Task item:
In the entries that follow, the first line to write out is the one containing "Ok(Self::check(response)?.bytes().await?)", and the last is the one containing "Where misses go". Reproduce that stretch exactly, with nothing before or after it.
Excerpted records START
//! HTTP client for the CDN uploader
//!
//! ## Endpoints
//!
//! - `POST {uploader}/packUpload` - multipart `file` parts, creates a pack
//! - `POST {uploader}/zipAction?file_record_id={id}&action_type=1` - append
//! - `GET  {uploader}/cacheFile/{id}?range={offset},{length}` - ranged read
//!
//! Both write endpoints answer with the pack's zip directory. Each entry's
//! `CompressedSize64` is its stored length; the pack's new cumulative size is
//! the end of the last entry.

use async_trait::async_trait;
use bytes::Bytes;
use reqwest::multipart::{Form, Part};
use serde::Deserialize;
use std::time::Duration;
use tracing::debug;

use super::{PackFile, PackReceipt, Placement, RemoteStore};
use crate::error::{BlockServiceError, Result};

/// `action_type` value the uploader uses for appends
const APPEND_ACTION: &str = "1";

/// One entry of the pack's zip directory
#[derive(Debug, Clone, Deserialize)]
struct ZipEntry {
    #[serde(rename = "Name")]
    name: String,
    #[serde(rename = "CompressedSize64", default)]
    compressed_size: u64,
    #[serde(rename = "UncompressedSize64", default)]
    uncompressed_size: u64,
    #[serde(rename = "Offset", default)]
    offset: u64,
}

#[derive(Debug, Deserialize)]
struct ZipDirectory {
    #[serde(rename = "File", default)]
    files: Vec<ZipEntry>,
}

#[derive(Debug, Deserialize)]
struct PackRecord {
    #[serde(rename = "ID")]
    id: String,
}

#[derive(Debug, Deserialize)]
struct UploadResponse {
    #[serde(rename = "FileRecord")]
    file_record: PackRecord,
    #[serde(rename = "ZipReader")]
    zip_reader: ZipDirectory,
}

impl ZipDirectory {
    fn into_receipt(self, pack_id: String) -> Result<PackReceipt> {
        let last = self
            .files
            .last()
            .ok_or_else(|| BlockServiceError::remote("pack directory is empty"))?;
        let total_size = last
            .offset
            .checked_add(last.uncompressed_size)
            .ok_or_else(|| BlockServiceError::remote("pack directory entry overflows u64"))?;

        let placements = self
            .files
            .into_iter()
            .map(|f| Placement {
                name: f.name,
                offset: f.offset,
                length: f.compressed_size,
            })
            .collect();

        Ok(PackReceipt {
            pack_id,
            placements,
            total_size,
        })
    }
}

/// Remote pack store reached over HTTP
pub struct HttpRemoteStore {
    http_client: reqwest::Client,
    uploader_url: String,
}

impl HttpRemoteStore {
    pub fn new(uploader_url: impl Into<String>, timeout: Duration) -> Result<Self> {
        let http_client = reqwest::Client::builder()
            .timeout(timeout)
            .build()
            .map_err(|e| BlockServiceError::Config(format!("HTTP client: {}", e)))?;

        Ok(Self {
            http_client,
            uploader_url: uploader_url.into().trim_end_matches('/').to_string(),
        })
    }

    fn form(files: Vec<PackFile>) -> Form {
        files.into_iter().fold(Form::new(), |form, file| {
            let part = Part::bytes(file.data.to_vec()).file_name(file.name);
            form.part("file", part)
        })
    }

    fn cache_file_url(&self, pack_id: &str) -> String {
        format!("{}/cacheFile/{}", self.uploader_url, pack_id)
    }

    fn check(response: reqwest::Response) -> Result<reqwest::Response> {
        let status = response.status();
        if status.is_success() {
            return Ok(response);
        }
        Err(BlockServiceError::remote(format!(
            "HTTP {} from {}",
            status,
            response.url()
        )))
    }
}

#[async_trait]
impl RemoteStore for HttpRemoteStore {
    async fn upload(&self, files: Vec<PackFile>) -> Result<PackReceipt> {
        let url = format!("{}/packUpload", self.uploader_url);
        let count = files.len();

        let response = self
            .http_client
            .post(&url)
            .multipart(Self::form(files))
            .send()
            .await?;
        let body: UploadResponse = Self::check(response)?.json().await?;

        debug!(pack_id = %body.file_record.id, files = count, "Uploaded new pack");
        body.zip_reader.into_receipt(body.file_record.id)
    }

    async fn append(&self, pack_id: &str, files: Vec<PackFile>) -> Result<PackReceipt> {
        let url = format!("{}/zipAction", self.uploader_url);
        let count = files.len();

        let response = self
            .http_client
            .post(&url)
            .query(&[("file_record_id", pack_id), ("action_type", APPEND_ACTION)])
            .multipart(Self::form(files))
            .send()
            .await?;
        let body: ZipDirectory = Self::check(response)?.json().await?;

        debug!(pack_id = %pack_id, files = count, "Appended to pack");
        body.into_receipt(pack_id.to_string())
    }

    async fn range_fetch(&self, pack_id: &str, offset: u64, length: u64) -> Result<Bytes> {
        let range = format!("{},{}", offset, length);
        let response = self
            .http_client
            .get(self.cache_file_url(pack_id))
            .query(&[("range", range.as_str())])
            .send()
            .await?;

        Ok(Self::check(response)?.bytes().await?)
    }
}
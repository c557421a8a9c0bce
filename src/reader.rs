//! Read path shared by the block service and its sessions
//!
//! ## Resolution Flow
//!
//! 1. Validate the CID
//! 2. Look up the block's FileInfo; on a hit, range-fetch it from its pack
//! 3. On a miss, fetch from the exchange (or a session of it)
//! 4. With cache opt-in, write the block back: blockstore, pack + index,
//!    exchange announcement
//!
//! The exchange is only resolved once the CDN has missed, so a session is
//! never opened for reads the CDN can serve.

use cid::Cid;
use std::sync::Arc;
use tokio::sync::Mutex;
use tokio_util::sync::CancellationToken;
use tracing::{debug, error, warn};

use crate::block::{content_hash_hex, Block};
use crate::blockstore::Blockstore;
use crate::config::ServiceConfig;
use crate::context::CallContext;
use crate::error::{BlockServiceError, Result};
use crate::exchange::{Exchange, Fetcher, NotifyingFetcher};
use crate::index::{FileInfo, PlacementIndex};
use crate::metering::{BandwidthUsage, UsageReporter};
use crate::pack::{PackWriter, WriteOutcome};
use crate::remote::RemoteStore;
use crate::stats::StatsCounters;
use crate::validator::validate_cid;

/// Where misses go
#[derive(Clone)]
pub(crate) enum FetcherSource {
    /// No exchange configured
    Offline,
    /// Fetch straight from the exchange
    Direct(Arc<dyn Exchange>),
    /// Fetch through one lazily opened exchange session
    Session(Arc<SessionSlot>),
}

impl FetcherSource {
    pub(crate) fn for_exchange(exchange: Option<&Arc<dyn Exchange>>) -> Self {
        match exchange {
            Some(exchange) => Self::Direct(Arc::clone(exchange)),
            None => Self::Offline,
        }
    }

    pub(crate) async fn resolve(&self) -> Option<NotifyingFetcher> {
        match self {
            Self::Offline => None,
            Self::Direct(exchange) => Some(NotifyingFetcher::direct(Arc::clone(exchange))),
            Self::Session(slot) => Some(slot.fetcher().await),
        }
    }
}

/// Holds at most one exchange session, opened on first use
pub(crate) struct SessionSlot {
    exchange: Arc<dyn Exchange>,
    scope: CancellationToken,
    session: Mutex<Option<Arc<dyn Fetcher>>>,
}

impl SessionSlot {
    pub(crate) fn new(exchange: Arc<dyn Exchange>, scope: CancellationToken) -> Self {
        Self {
            exchange,
            scope,
            session: Mutex::new(None),
        }
    }

    async fn fetcher(&self) -> NotifyingFetcher {
        let mut slot = self.session.lock().await;
        if slot.is_none() {
            *slot = self.exchange.new_session(self.scope.clone());
            if slot.is_some() {
                debug!("Opened exchange session");
            }
        }

        match slot.as_ref() {
            Some(session) => NotifyingFetcher::session(Arc::clone(&self.exchange), Arc::clone(session)),
            None => NotifyingFetcher::direct(Arc::clone(&self.exchange)),
        }
    }
}

/// Collaborators and tunables of the read path
#[derive(Clone)]
pub(crate) struct ReadCore {
    pub(crate) blockstore: Arc<dyn Blockstore>,
    pub(crate) index: PlacementIndex,
    pub(crate) remote: Arc<dyn RemoteStore>,
    pub(crate) writer: PackWriter,
    pub(crate) config: ServiceConfig,
    pub(crate) usage: Option<Arc<dyn UsageReporter>>,
    pub(crate) stats: Arc<StatsCounters>,
}

impl ReadCore {
    /// Single block read
    pub(crate) async fn get_block(
        &self,
        cid: &Cid,
        ctx: &CallContext,
        source: &FetcherSource,
    ) -> Result<Block> {
        validate_cid(cid)?;

        let index_error = match self.index.file_info(cid).await {
            Ok(Some(info)) => return self.fetch_placed(cid, &info, &ctx.cancel).await,
            Ok(None) => None,
            Err(e) => {
                warn!(cid = %cid, error = %e, "Placement lookup failed, trying exchange");
                Some(e)
            }
        };

        let Some(fetcher) = source.resolve().await else {
            return Err(index_error.unwrap_or(BlockServiceError::NotFound(*cid)));
        };

        debug!(cid = %cid, "Searching exchange");
        let fetched = tokio::select! {
            biased;
            _ = ctx.cancel.cancelled() => Err(BlockServiceError::Cancelled),
            result = fetcher.get_block(cid, &ctx.cancel) => result,
        };
        let block = match fetched {
            Ok(block) => block,
            Err(BlockServiceError::Cancelled) => return Err(BlockServiceError::Cancelled),
            Err(e) => {
                debug!(cid = %cid, error = %e, "Exchange could not provide block");
                return Err(BlockServiceError::NotFound(*cid));
            }
        };
        StatsCounters::incr(&self.stats.exchange_fetches, 1);

        if ctx.cache {
            self.blockstore.put(&block).await?;
            let outcome = self.ingest(ctx.owner(), vec![block.clone()]).await?;
            if let Some((_, e)) = outcome.failed.into_iter().next() {
                return Err(e);
            }
            announce(&fetcher, std::slice::from_ref(&block)).await;
        }

        debug!(cid = %cid, "Block fetched from exchange");
        Ok(block)
    }

    /// CDN-only lookup: `Ok(None)` when the block isn't indexed
    pub(crate) async fn cdn_get(&self, cid: &Cid, cancel: &CancellationToken) -> Result<Option<Block>> {
        match self.index.file_info(cid).await? {
            Some(info) => self.fetch_placed(cid, &info, cancel).await.map(Some),
            None => Ok(None),
        }
    }

    async fn fetch_placed(
        &self,
        cid: &Cid,
        info: &FileInfo,
        cancel: &CancellationToken,
    ) -> Result<Block> {
        let data = tokio::select! {
            biased;
            _ = cancel.cancelled() => return Err(BlockServiceError::Cancelled),
            data = self.remote.range_fetch(&info.pack_id, info.offset, info.size) => data?,
        };
        StatsCounters::incr(&self.stats.cdn_hits, 1);

        if self.config.dedicated_gateway {
            self.report_usage(info.size, cid);
        }

        debug!(cid = %cid, pack_id = %info.pack_id, offset = info.offset, size = info.size, "Block served from CDN");
        Ok(Block::with_cid(data, *cid))
    }

    fn report_usage(&self, amount: u64, cid: &Cid) {
        let Some(reporter) = self.usage.clone() else {
            return;
        };
        let usage = BandwidthUsage {
            amount,
            cid: content_hash_hex(cid),
        };
        tokio::spawn(async move {
            if let Err(e) = reporter.report_usage(usage).await {
                debug!(error = %e, "Failed to send bandwidth usage");
            }
        });
    }

    /// Store blocks already known to be missing from the index
    pub(crate) async fn ingest(&self, owner: Option<&str>, blocks: Vec<Block>) -> Result<WriteOutcome> {
        let outcome = self.writer.write(owner, blocks, &self.config).await?;
        self.record_write(&outcome);
        Ok(outcome)
    }

    pub(crate) fn record_write(&self, outcome: &WriteOutcome) {
        StatsCounters::incr(&self.stats.blocks_stored, outcome.stored.len() as u64);
        StatsCounters::incr(&self.stats.appends, outcome.appends as u64);
        if outcome.created_pack {
            StatsCounters::incr(&self.stats.packs_created, 1);
        }
    }

    /// Cache a batch of exchange blocks; failures are logged, never fatal
    pub(crate) async fn write_back_batch(
        &self,
        fetcher: &NotifyingFetcher,
        batch: &[Block],
        owner: Option<&str>,
    ) {
        StatsCounters::incr(&self.stats.write_back_batches, 1);

        if let Err(e) = self.blockstore.put_many(batch).await {
            error!(blocks = batch.len(), error = %e, "Could not write network blocks to the blockstore");
        }

        match self.ingest(owner, batch.to_vec()).await {
            Ok(outcome) if !outcome.failed.is_empty() => {
                error!(failed = outcome.failed.len(), "Could not add some network blocks to the CDN");
            }
            Ok(_) => {}
            Err(e) => {
                error!(blocks = batch.len(), error = %e, "Could not add network blocks to the CDN");
            }
        }

        announce(fetcher, batch).await;
    }
}

async fn announce(fetcher: &NotifyingFetcher, blocks: &[Block]) {
    if let Err(e) = fetcher.notify_new_blocks(blocks).await {
        warn!(blocks = blocks.len(), error = %e, "Could not tell the exchange about new blocks");
    }
}
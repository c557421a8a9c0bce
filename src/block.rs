//! Blocks - raw payloads paired with their content identifier

use bytes::Bytes;
use cid::Cid;
use multihash_codetable::{Code, MultihashDigest};

/// Multicodec for raw binary blocks
pub const RAW_CODEC: u64 = 0x55;

/// An immutable content-addressed block
///
/// Producers are responsible for digest correctness: the service only checks
/// that the CID's hash function is safe, it never re-hashes payloads.
#[derive(Debug, Clone, PartialEq, Eq)]
pub struct Block {
    cid: Cid,
    data: Bytes,
}

impl Block {
    /// Build a CIDv1 raw block hashed with sha2-256
    pub fn new(data: impl Into<Bytes>) -> Self {
        let data = data.into();
        let hash = Code::Sha2_256.digest(&data);
        Self {
            cid: Cid::new_v1(RAW_CODEC, hash),
            data,
        }
    }

    /// Pair data with a CID computed elsewhere
    pub fn with_cid(data: impl Into<Bytes>, cid: Cid) -> Self {
        Self {
            cid,
            data: data.into(),
        }
    }

    pub fn cid(&self) -> &Cid {
        &self.cid
    }

    pub fn data(&self) -> &Bytes {
        &self.data
    }

    pub fn len(&self) -> usize {
        self.data.len()
    }

    pub fn is_empty(&self) -> bool {
        self.data.is_empty()
    }

    /// Name of this block inside a remote pack
    pub fn content_hash(&self) -> String {
        content_hash_hex(&self.cid)
    }
}

/// Lowercase hex of the CID's multihash bytes
///
/// Pack entries are named by this string and usage reports carry it, so it
/// must stay stable across releases.
pub fn content_hash_hex(cid: &Cid) -> String {
    hex::encode(cid.hash().to_bytes())
}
Excerpted records END
Answer section:
        Ok(Self::check(response)?.bytes().await?)
    }
}
repository c557421a8a9c0bce
filename src/reader.rs
//! Read path shared by the block service and its sessions
//!
//! ## Resolution Flow
//!
//! 1. Validate the CID
//! 2. Look up the block's FileInfo; on a hit, range-fetch it from its pack
//! 3. On a miss, fetch from the exchange (or a session of it)
//! 4. With cache opt-in, write the block back: blockstore, pack + index,
//!    exchange announcement
//!
//! The exchange is only resolved once the CDN has missed, so a session is
//! never opened for reads the CDN can serve.

use cid::Cid;
use std::sync::Arc;
use tokio::sync::Mutex;
use tokio_util::sync::CancellationToken;
use tracing::{debug, error, warn};

use crate::block::{content_hash_hex, Block};
use crate::blockstore::Blockstore;
use crate::config::ServiceConfig;
use crate::context::CallContext;
use crate::error::{BlockServiceError, Result};
use crate::exchange::{Exchange, Fetcher, NotifyingFetcher};
use crate::index::{FileInfo, PlacementIndex};
use crate::metering::{BandwidthUsage, UsageReporter};
use crate::pack::{PackWriter, WriteOutcome};
use crate::remote::RemoteStore;
use crate::stats::StatsCounters;
use crate::validator::validate_cid;

/// Where misses go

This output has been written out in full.